* [Exercise]
Your task is to reproduce the entries below word for word.

* [Material for the task]
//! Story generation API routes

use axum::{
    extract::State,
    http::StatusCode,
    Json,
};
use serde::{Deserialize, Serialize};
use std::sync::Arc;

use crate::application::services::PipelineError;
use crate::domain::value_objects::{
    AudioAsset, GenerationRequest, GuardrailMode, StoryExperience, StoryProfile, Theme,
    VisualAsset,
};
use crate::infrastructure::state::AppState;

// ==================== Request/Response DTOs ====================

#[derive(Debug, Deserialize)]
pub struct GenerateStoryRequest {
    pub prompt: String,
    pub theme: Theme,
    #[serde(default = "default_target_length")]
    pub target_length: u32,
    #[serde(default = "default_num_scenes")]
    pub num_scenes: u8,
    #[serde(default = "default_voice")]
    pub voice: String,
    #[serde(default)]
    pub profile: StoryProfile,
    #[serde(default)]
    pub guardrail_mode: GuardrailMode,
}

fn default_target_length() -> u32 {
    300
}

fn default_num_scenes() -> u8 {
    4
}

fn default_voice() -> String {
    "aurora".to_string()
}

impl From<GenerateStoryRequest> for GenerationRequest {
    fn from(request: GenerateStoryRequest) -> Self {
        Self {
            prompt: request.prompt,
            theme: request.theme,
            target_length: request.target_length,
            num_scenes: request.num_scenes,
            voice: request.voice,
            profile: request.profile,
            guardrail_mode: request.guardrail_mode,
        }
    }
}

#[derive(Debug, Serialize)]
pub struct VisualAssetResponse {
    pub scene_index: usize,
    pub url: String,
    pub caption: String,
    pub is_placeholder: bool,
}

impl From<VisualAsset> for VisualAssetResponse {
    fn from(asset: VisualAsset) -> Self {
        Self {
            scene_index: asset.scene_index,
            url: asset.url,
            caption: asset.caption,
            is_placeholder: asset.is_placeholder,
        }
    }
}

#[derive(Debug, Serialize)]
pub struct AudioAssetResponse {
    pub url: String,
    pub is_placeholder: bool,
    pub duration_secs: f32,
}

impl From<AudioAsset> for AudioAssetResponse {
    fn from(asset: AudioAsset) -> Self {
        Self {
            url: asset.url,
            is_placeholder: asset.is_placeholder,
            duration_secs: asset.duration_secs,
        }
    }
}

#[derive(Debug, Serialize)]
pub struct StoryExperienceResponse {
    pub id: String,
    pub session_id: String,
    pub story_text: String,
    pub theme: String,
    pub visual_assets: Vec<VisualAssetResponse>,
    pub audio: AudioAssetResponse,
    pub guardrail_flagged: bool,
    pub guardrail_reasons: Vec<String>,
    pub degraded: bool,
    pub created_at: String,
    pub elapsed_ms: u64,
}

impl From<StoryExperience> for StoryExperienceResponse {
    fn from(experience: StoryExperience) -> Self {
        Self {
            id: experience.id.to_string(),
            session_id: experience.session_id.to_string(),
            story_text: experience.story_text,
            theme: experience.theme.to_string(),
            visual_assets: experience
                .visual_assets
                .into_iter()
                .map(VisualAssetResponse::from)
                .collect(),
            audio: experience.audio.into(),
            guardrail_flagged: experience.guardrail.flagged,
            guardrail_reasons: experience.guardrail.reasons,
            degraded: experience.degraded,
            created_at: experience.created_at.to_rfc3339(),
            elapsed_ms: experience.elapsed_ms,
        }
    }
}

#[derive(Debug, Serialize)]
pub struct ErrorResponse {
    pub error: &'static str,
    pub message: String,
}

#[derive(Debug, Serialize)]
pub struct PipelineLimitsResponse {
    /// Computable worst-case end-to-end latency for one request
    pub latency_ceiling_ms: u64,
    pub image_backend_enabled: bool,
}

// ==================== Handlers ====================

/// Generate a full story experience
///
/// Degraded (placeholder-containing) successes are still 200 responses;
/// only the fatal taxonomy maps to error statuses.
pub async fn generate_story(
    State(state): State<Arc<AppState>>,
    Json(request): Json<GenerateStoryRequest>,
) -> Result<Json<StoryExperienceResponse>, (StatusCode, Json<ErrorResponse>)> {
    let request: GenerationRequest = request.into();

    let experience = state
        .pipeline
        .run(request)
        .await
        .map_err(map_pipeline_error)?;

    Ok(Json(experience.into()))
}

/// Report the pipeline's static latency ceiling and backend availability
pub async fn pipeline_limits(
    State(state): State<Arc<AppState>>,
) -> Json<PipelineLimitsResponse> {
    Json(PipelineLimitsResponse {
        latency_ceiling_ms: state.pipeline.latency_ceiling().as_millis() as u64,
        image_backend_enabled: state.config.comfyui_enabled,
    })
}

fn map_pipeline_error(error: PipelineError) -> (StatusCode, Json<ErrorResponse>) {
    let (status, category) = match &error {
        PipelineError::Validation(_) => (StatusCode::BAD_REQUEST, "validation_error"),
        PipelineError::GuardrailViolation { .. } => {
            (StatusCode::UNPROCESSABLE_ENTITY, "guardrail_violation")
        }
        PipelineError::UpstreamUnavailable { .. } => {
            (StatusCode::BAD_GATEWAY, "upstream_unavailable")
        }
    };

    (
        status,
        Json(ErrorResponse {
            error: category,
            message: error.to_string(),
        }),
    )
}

* [Your response]
//! Story generation API routes

use axum::{
    extract::State,
    http::StatusCode,
    Json,
};
use serde::{Deserialize, Serialize};
use std::sync::Arc;

use crate::application::services::PipelineError;
use crate::domain::value_objects::{
    AudioAsset, GenerationRequest, GuardrailMode, StoryExperience, StoryProfile, Theme,
    VisualAsset,
};
use crate::infrastructure::state::AppState;

// ==================== Request/Response DTOs ====================

#[derive(Debug, Deserialize)]
pub struct GenerateStoryRequest {
    pub prompt: String,
    pub theme: Theme,
    #[serde(default = "default_target_length")]
    pub target_length: u32,
    #[serde(default = "default_num_scenes")]
    pub num_scenes: u8,
    #[serde(default = "default_voice")]
    pub voice: String,
    #[serde(default)]
    pub profile: StoryProfile,
    #[serde(default)]
    pub guardrail_mode: GuardrailMode,
}

fn default_target_length() -> u32 {
    300
}

fn default_num_scenes() -> u8 {
    4
}

fn default_voice() -> String {
    "aurora".to_string()
}

impl From<GenerateStoryRequest> for GenerationRequest {
    fn from(request: GenerateStoryRequest) -> Self {
        Self {
            prompt: request.prompt,
            theme: request.theme,
            target_length: request.target_length,
            num_scenes: request.num_scenes,
            voice: request.voice,
            profile: request.profile,
            guardrail_mode: request.guardrail_mode,
        }
    }
}

#[derive(Debug, Serialize)]
pub struct VisualAssetResponse {
    pub scene_index: usize,
    pub url: String,
    pub caption: String,
    pub is_placeholder: bool,
}

impl From<VisualAsset> for VisualAssetResponse {
    fn from(asset: VisualAsset) -> Self {
        Self {
            scene_index: asset.scene_index,
            url: asset.url,
            caption: asset.caption,
            is_placeholder: asset.is_placeholder,
        }
    }
}

#[derive(Debug, Serialize)]
pub struct AudioAssetResponse {
    pub url: String,
    pub is_placeholder: bool,
    pub duration_secs: f32,
}

impl From<AudioAsset> for AudioAssetResponse {
    fn from(asset: AudioAsset) -> Self {
        Self {
            url: asset.url,
            is_placeholder: asset.is_placeholder,
            duration_secs: asset.duration_secs,
        }
    }
}

#[derive(Debug, Serialize)]
pub struct StoryExperienceResponse {
    pub id: String,
    pub session_id: String,
    pub story_text: String,
    pub theme: String,
    pub visual_assets: Vec<VisualAssetResponse>,
    pub audio: AudioAssetResponse,
    pub guardrail_flagged: bool,
    pub guardrail_reasons: Vec<String>,
    pub degraded: bool,
    pub created_at: String,
    pub elapsed_ms: u64,
}

impl From<StoryExperience> for StoryExperienceResponse {
    fn from(experience: StoryExperience) -> Self {
        Self {
            id: experience.id.to_string(),
            session_id: experience.session_id.to_string(),
            story_text: experience.story_text,
            theme: experience.theme.to_string(),
            visual_assets: experience
                .visual_assets
                .into_iter()
                .map(VisualAssetResponse::from)
                .collect(),
            audio: experience.audio.into(),
            guardrail_flagged: experience.guardrail.flagged,
            guardrail_reasons: experience.guardrail.reasons,
            degraded: experience.degraded,
            created_at: experience.created_at.to_rfc3339(),
            elapsed_ms: experience.elapsed_ms,
        }
    }
}

#[derive(Debug, Serialize)]
pub struct ErrorResponse {
    pub error: &'static str,
    pub message: String,
}

#[derive(Debug, Serialize)]
pub struct PipelineLimitsResponse {
    /// Computable worst-case end-to-end latency for one request
    pub latency_ceiling_ms: u64,
    pub image_backend_enabled: bool,
}

// ==================== Handlers ====================

/// Generate a full story experience
///
/// Degraded (placeholder-containing) successes are still 200 responses;
/// only the fatal taxonomy maps to error statuses.
pub async fn generate_story(
    State(state): State<Arc<AppState>>,
    Json(request): Json<GenerateStoryRequest>,
) -> Result<Json<StoryExperienceResponse>, (StatusCode, Json<ErrorResponse>)> {
    let request: GenerationRequest = request.into();

    let experience = state
        .pipeline
        .run(request)
        .await
        .map_err(map_pipeline_error)?;

    Ok(Json(experience.into()))
}

/// Report the pipeline's static latency ceiling and backend availability
pub async fn pipeline_limits(
    State(state): State<Arc<AppState>>,
) -> Json<PipelineLimitsResponse> {
    Json(PipelineLimitsResponse {
        latency_ceiling_ms: state.pipeline.latency_ceiling().as_millis() as u64,
        image_backend_enabled: state.config.comfyui_enabled,
    })
}

fn map_pipeline_error(error: PipelineError) -> (StatusCode, Json<ErrorResponse>) {
    let (status, category) = match &error {
        PipelineError::Validation(_) => (StatusCode::BAD_REQUEST, "validation_error"),
        PipelineError::GuardrailViolation { .. } => {
            (StatusCode::UNPROCESSABLE_ENTITY, "guardrail_violation")
        }
        PipelineError::UpstreamUnavailable { .. } => {
            (StatusCode::BAD_GATEWAY, "upstream_unavailable")
        }
    };

    (
        status,
        Json(ErrorResponse {
            error: category,
            message: error.to_string(),
        }),
    )
}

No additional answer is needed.